En ese momento, Vonotar interrumpió su ataque psíquico y corrió a refugiarse tras el trono de Brumalmarc. Loi-Kymar estaba aturdido, pero se recuperó rápidamente y se reunió conmigo al borde del abismo creado por Vonotar. Lanzó unas hierbas al fondo del foso y de él surgió una maraña de plantas que formaron un puente hacia el trono. Pero entonces, Vonotar volvió a aparecer blandiendo una varita de cristal, de la que salió un cono de escarcha que dirigió hacia las plantas. Apunté mi espada hacia la varita de Vonotar, y entonces el cono de escarcha cambió de trayectoria y se dirigió a su hoja, que lo absorbió por completo.


Vonotar maldijo, y seguidamente li-Kimar le lanzó un manojo de hierbas que le alcanzó el pecho y se convirtieron en una enredadera que aprisionó al malvado mago de pies a cabeza. Mientras Loi-Kymar buscabala Cruz del gremio, me dijo que le quitara a Vonotar todos sus anillos y amuletos para impedir que utilizara más estratagemas. mientras lo hacía, encontró la cruz. Quise mostrarle mi mapa de Kalte para enseñarle dónde estaba anclado el Cardonal, pero lo rechazó, diciendo que se fiaba de su propio sentido de la orientación. El viejo mago levantó su varita y un rayo de luz cegador brotó de su extremo. Entonces describió tres grandes círculos en el aire y el salón del trono del Brumalmarc se convirtió en un calidoscopio de colores.


Cuando los colores desaparecieron, nos vimos en el banco de hielo de Ljuk, a un solo kilómetro del barco. El vigía nos descubrió y el capitán mandó una lancha para recogernos. Mientras Vonotar era izado y encerrado en el calabozo del barco, el capitán me felicitó por el éxito de mi misión, sorprendiéndose de que hubiera regresado tan pronto.


Durante el viaje de regreso tuve unos pensamientos para mis desafortunados guías, que habían sucumbido en Kalte. Al llegar a Anskavern, la muchedumbre se agolpaba expectante, y al ver que había conseguido capturar a Vonotar, tuve que hacer verdaderos esfuerzos por protegerle de su cólera.
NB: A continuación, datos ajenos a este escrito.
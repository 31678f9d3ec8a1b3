use std::collections::HashMap;
use std::env;
use std::path::PathBuf;
use std::time::Duration;

use anyhow::{anyhow, Context, Result};
use camino::{Utf8Path, Utf8PathBuf};
use serde::{Deserialize, Serialize};

use crate::core::net;

pub const DEFAULT_BUNDLE_URL: &str = "https://github.com/termux/termux-packages/releases/download/bootstrap-2026.01.04-r1%2Bapt.android-7/bootstrap-aarch64.zip";
pub const DEFAULT_BUNDLE_VERSION: &str = "sandroot-v1.8.1";
pub const DEFAULT_PACKAGE_NAME: &str = "com.termux";
pub const DEFAULT_REDIRECT_LIMIT: usize = 5;
pub const DEFAULT_CHUNK_SIZE: usize = 8 * 1024;
pub const DEFAULT_PROGRESS_STRIDE: usize = 100;

#[derive(Debug, Clone, Default, Serialize, Deserialize)]
pub struct GlobalOptions {
    pub quiet: bool,
    pub verbose: u8,
    pub trace: bool,
    pub json: bool,
    pub no_color: bool,
}

#[derive(Debug, Clone)]
pub(crate) struct EnvSnapshot {
    vars: HashMap<String, String>,
}

impl EnvSnapshot {
    pub(crate) fn capture() -> Self {
        Self {
            vars: env::vars().collect(),
        }
    }

    pub(crate) fn var(&self, key: &str) -> Option<&str> {
        self.vars.get(key).map(String::as_str)
    }

    fn non_empty(&self, key: &str) -> Option<&str> {
        self.var(key).map(str::trim).filter(|value| !value.is_empty())
    }

    #[cfg(test)]
    pub(crate) fn testing(pairs: &[(&str, &str)]) -> Self {
        let vars = pairs
            .iter()
            .map(|(k, v)| ((*k).to_string(), (*v).to_string()))
            .collect();
        Self { vars }
    }
}

/// Explicit values that win over both defaults and the environment.
#[derive(Debug, Clone, Default)]
pub struct ConfigOverrides {
    pub root: Option<PathBuf>,
    pub cache_dir: Option<PathBuf>,
    pub bundle_url: Option<String>,
    pub bundle_version: Option<String>,
}

#[derive(Debug, Clone, Serialize, Deserialize)]
pub struct BootstrapConfig {
    pub(crate) bundle: BundleConfig,
    pub(crate) sandbox: SandboxConfig,
    pub(crate) transfer: TransferSettings,
    pub(crate) extract: ExtractSettings,
    pub(crate) dispatch: DispatchSettings,
}

impl BootstrapConfig {
    /// Builds a configuration from defaults, the current process environment, and `overrides`.
    ///
    /// # Errors
    /// Returns an error if the sandbox root or cache directory cannot be resolved to a UTF-8 path.
    pub fn from_env(overrides: &ConfigOverrides) -> Result<Self> {
        let snapshot = EnvSnapshot::capture();
        Self::from_snapshot(&snapshot, overrides)
    }

    pub(crate) fn from_snapshot(snapshot: &EnvSnapshot, overrides: &ConfigOverrides) -> Result<Self> {
        let root = match overrides.root.clone() {
            Some(root) => utf8(root)?,
            None => match snapshot.non_empty("SANDROOT_ROOT") {
                Some(root) => Utf8PathBuf::from(root),
                None => default_root()?,
            },
        };
        let cache_dir = match overrides.cache_dir.clone() {
            Some(dir) => utf8(dir)?,
            None => match snapshot.non_empty("SANDROOT_CACHE_DIR") {
                Some(dir) => Utf8PathBuf::from(dir),
                None => default_cache_dir(&root),
            },
        };
        let url = overrides
            .bundle_url
            .clone()
            .or_else(|| snapshot.non_empty("SANDROOT_BUNDLE_URL").map(ToOwned::to_owned))
            .unwrap_or_else(|| DEFAULT_BUNDLE_URL.to_string());
        let version = overrides
            .bundle_version
            .clone()
            .or_else(|| {
                snapshot
                    .non_empty("SANDROOT_BUNDLE_VERSION")
                    .map(ToOwned::to_owned)
            })
            .unwrap_or_else(|| DEFAULT_BUNDLE_VERSION.to_string());

        Ok(Self {
            bundle: BundleConfig { url, version },
            sandbox: SandboxConfig {
                root,
                cache_dir,
                package_name: DEFAULT_PACKAGE_NAME.to_string(),
            },
            transfer: TransferSettings {
                keep_proxies: net::keep_proxies(snapshot),
                ..TransferSettings::default()
            },
            extract: ExtractSettings::default(),
            dispatch: DispatchSettings::default(),
        })
    }

    /// Configuration rooted at `root` with every other value at its default.
    #[must_use]
    pub fn for_root(root: impl Into<Utf8PathBuf>) -> Self {
        let root = root.into();
        Self {
            bundle: BundleConfig {
                url: DEFAULT_BUNDLE_URL.to_string(),
                version: DEFAULT_BUNDLE_VERSION.to_string(),
            },
            sandbox: SandboxConfig {
                cache_dir: root.join(".cache"),
                root,
                package_name: DEFAULT_PACKAGE_NAME.to_string(),
            },
            transfer: TransferSettings::default(),
            extract: ExtractSettings::default(),
            dispatch: DispatchSettings::default(),
        }
    }

    #[must_use]
    pub fn with_bundle(mut self, url: impl Into<String>, version: impl Into<String>) -> Self {
        self.bundle.url = url.into();
        self.bundle.version = version.into();
        self
    }

    #[must_use]
    pub fn with_dispatch_wait(mut self, wait: Duration) -> Self {
        self.dispatch.wait = wait;
        self
    }

    #[must_use]
    pub fn bundle(&self) -> &BundleConfig {
        &self.bundle
    }

    #[must_use]
    pub fn sandbox(&self) -> &SandboxConfig {
        &self.sandbox
    }

    #[must_use]
    pub fn transfer(&self) -> &TransferSettings {
        &self.transfer
    }

    #[must_use]
    pub fn extract(&self) -> &ExtractSettings {
        &self.extract
    }

    #[must_use]
    pub fn dispatch(&self) -> &DispatchSettings {
        &self.dispatch
    }
}

fn utf8(path: PathBuf) -> Result<Utf8PathBuf> {
    Utf8PathBuf::from_path_buf(path)
        .map_err(|path| anyhow!("path is not valid UTF-8: {}", path.display()))
}

fn default_root() -> Result<Utf8PathBuf> {
    let base = dirs_next::data_dir()
        .or_else(|| dirs_next::home_dir().map(|home| home.join(".local").join("share")))
        .context("unable to determine a data directory for the sandbox root")?;
    Ok(utf8(base)?.join("sandroot").join("files"))
}

fn default_cache_dir(root: &Utf8Path) -> Utf8PathBuf {
    dirs_next::cache_dir()
        .and_then(|dir| Utf8PathBuf::from_path_buf(dir).ok())
        .map_or_else(|| root.join(".cache"), |dir| dir.join("sandroot"))
}

#[derive(Debug, Clone, Serialize, Deserialize)]
pub struct BundleConfig {
    pub url: String,
    pub version: String,
}

#[derive(Debug, Clone, Serialize, Deserialize)]
pub struct SandboxConfig {
    pub root: Utf8PathBuf,
    pub cache_dir: Utf8PathBuf,
    pub package_name: String,
}

#[derive(Debug, Clone, Serialize, Deserialize)]
pub struct TransferSettings {
    pub redirect_limit: usize,
    pub connect_timeout: Duration,
    /// Longest stall allowed on a single read or write once connected.
    pub read_timeout: Duration,
    pub chunk_size: usize,
    pub keep_proxies: bool,
}

impl Default for TransferSettings {
    fn default() -> Self {
        Self {
            redirect_limit: DEFAULT_REDIRECT_LIMIT,
            connect_timeout: Duration::from_secs(30),
            read_timeout: Duration::from_secs(30),
            chunk_size: DEFAULT_CHUNK_SIZE,
            keep_proxies: false,
        }
    }
}

#[derive(Debug, Clone, Copy, Serialize, Deserialize)]
pub struct ExtractSettings {
    pub progress_stride: usize,
}

impl Default for ExtractSettings {
    fn default() -> Self {
        Self {
            progress_stride: DEFAULT_PROGRESS_STRIDE,
        }
    }
}

/// Reply timing for the request spool. Slow wrappers wait twice as long.
#[derive(Debug, Clone, Copy, Serialize, Deserialize)]
pub struct DispatchSettings {
    pub wait: Duration,
}

impl Default for DispatchSettings {
    fn default() -> Self {
        Self {
            wait: Duration::from_millis(300),
        }
    }
}

#[cfg(test)]
mod tests {
    use super::*;
    use serial_test::serial;

    struct EnvGuard {
        key: &'static str,
        previous: Option<String>,
    }

    impl EnvGuard {
        fn set(key: &'static str, value: Option<&str>) -> Self {
            let previous = env::var(key).ok();
            match value {
                Some(value) => env::set_var(key, value),
                None => env::remove_var(key),
            }
            Self { key, previous }
        }
    }

    impl Drop for EnvGuard {
        fn drop(&mut self) {
            match &self.previous {
                Some(value) => env::set_var(self.key, value),
                None => env::remove_var(self.key),
            }
        }
    }

    #[test]
    #[serial]
    fn from_env_captures_process_environment() {
        let _root = EnvGuard::set("SANDROOT_ROOT", Some("/tmp/sandroot-env-root"));
        let _version = EnvGuard::set("SANDROOT_BUNDLE_VERSION", None);
        let _url = EnvGuard::set("SANDROOT_BUNDLE_URL", None);
        let config = BootstrapConfig::from_env(&ConfigOverrides::default()).expect("config");
        assert_eq!(config.sandbox().root, Utf8PathBuf::from("/tmp/sandroot-env-root"));
        assert_eq!(config.bundle().version, DEFAULT_BUNDLE_VERSION);
        assert_eq!(config.bundle().url, DEFAULT_BUNDLE_URL);
        assert_eq!(config.dispatch().wait, Duration::from_millis(300));
    }

    #[test]
    fn environment_overrides_defaults() {
        let snapshot = EnvSnapshot::testing(&[
            ("SANDROOT_ROOT", "/data/sandbox"),
            ("SANDROOT_CACHE_DIR", "/data/cache"),
            ("SANDROOT_BUNDLE_URL", "https://mirror.example/bundle.zip"),
            ("SANDROOT_BUNDLE_VERSION", "custom-1"),
        ]);
        let config =
            BootstrapConfig::from_snapshot(&snapshot, &ConfigOverrides::default()).expect("config");
        assert_eq!(config.sandbox().root, Utf8PathBuf::from("/data/sandbox"));
        assert_eq!(config.sandbox().cache_dir, Utf8PathBuf::from("/data/cache"));
        assert_eq!(config.bundle().url, "https://mirror.example/bundle.zip");
        assert_eq!(config.bundle().version, "custom-1");
        assert_eq!(config.transfer().redirect_limit, 5);
        assert_eq!(config.transfer().chunk_size, 8192);
    }

    #[test]
    fn explicit_overrides_beat_environment() {
        let snapshot = EnvSnapshot::testing(&[
            ("SANDROOT_ROOT", "/data/sandbox"),
            ("SANDROOT_BUNDLE_VERSION", "from-env"),
        ]);
        let overrides = ConfigOverrides {
            root: Some(PathBuf::from("/flag/root")),
            bundle_version: Some("from-flag".into()),
            ..ConfigOverrides::default()
        };
        let config = BootstrapConfig::from_snapshot(&snapshot, &overrides).expect("config");
        assert_eq!(config.sandbox().root, Utf8PathBuf::from("/flag/root"));
        assert_eq!(config.bundle().version, "from-flag");
        assert_eq!(config.bundle().url, DEFAULT_BUNDLE_URL);
    }

    #[test]
    fn blank_environment_values_fall_back_to_defaults() {
        let snapshot = EnvSnapshot::testing(&[
            ("SANDROOT_ROOT", "/data/sandbox"),
            ("SANDROOT_BUNDLE_VERSION", "  "),
        ]);
        let config =
            BootstrapConfig::from_snapshot(&snapshot, &ConfigOverrides::default()).expect("config");
        assert_eq!(config.bundle().version, DEFAULT_BUNDLE_VERSION);
    }

    #[test]
    fn keep_proxies_flows_into_transfer_settings() {
        let snapshot = EnvSnapshot::testing(&[
            ("SANDROOT_ROOT", "/data/sandbox"),
            ("SANDROOT_KEEP_PROXIES", "yes"),
        ]);
        let config =
            BootstrapConfig::from_snapshot(&snapshot, &ConfigOverrides::default()).expect("config");
        assert!(config.transfer().keep_proxies);
        assert_eq!(config.transfer().connect_timeout, Duration::from_secs(30));
        assert_eq!(config.transfer().read_timeout, Duration::from_secs(30));
    }
}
Finalmente, Vonotar fue conducido a Toran. El día de la fiesta de Maesmarn fue juzgado por la hermandad y fue declarado culpable de sus crímenes. Lo condujeron a una profunda cámara en la que se encontraba la Puerta de la Oscuridad, tras la cual se abría el plano del Daziarn, del cual nadie ha podido regresar jamás. Yo mismo fui el encargado de arrojar al portal a Vonotar, que desapareció entre gritos que resonaron en el interior de su eterna prisión.